%%
// ============================================================================
// Session
// ============================================================================

/// Banner-level condition the host should surface.
#[derive(Debug, Clone, PartialEq, Eq)]
pub enum SessionNotice {
    /// The catalogue could not be loaded; the map runs empty.
    CatalogueUnavailable(String),
    /// The catalogue loaded but has no locations.
    EmptyCatalogue,
    /// The user denied the position source; live tracking is off.
    PositionDenied,
}

/// What handling one event did, beyond drawing.
#[derive(Debug, Clone, PartialEq)]
pub enum SessionOutcome {
    /// Nothing the host needs to react to.
    Idle,
    /// Markers were reconciled for a new viewport.
    Reclustered { created: usize, updated: usize, removed: usize },
    /// The camera was moved to the live position.
    Recentered(GeoPoint),
    /// A cluster was tapped and the camera zoomed to split it.
    ClusterExpanded { cluster_id: usize, zoom: u8 },
    /// A location was tapped and is now selected.
    Selected(String),
}

pub struct Session {
    config: MapConfig,
    /// Everything the provider returned
    catalogue: Arc<Catalogue>,
    category_filter: Option<HashSet<Category>>,
    index: SpatialIndex,
    projector: ClusterProjector,
    reconciler: MarkerReconciler,
    follow: FollowController,
    notices: Vec<SessionNotice>,
    selected: Option<String>,
    shared: Option<SharedLocation>,
}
%%
◆ DESCRIPTION OF THE TASK: From the material above, copy exactly the lines between the line holding "#[derive(Debug, Clone, PartialEq)]" and the line holding "to split it.", inclusive, and only those.

◆ RESULT BELOW:
#[derive(Debug, Clone, PartialEq)]
pub enum SessionOutcome {
    /// Nothing the host needs to react to.
    Idle,
    /// Markers were reconciled for a new viewport.
    Reclustered { created: usize, updated: usize, removed: usize },
    /// The camera was moved to the live position.
    Recentered(GeoPoint),
    /// A cluster was tapped and the camera zoomed to split it.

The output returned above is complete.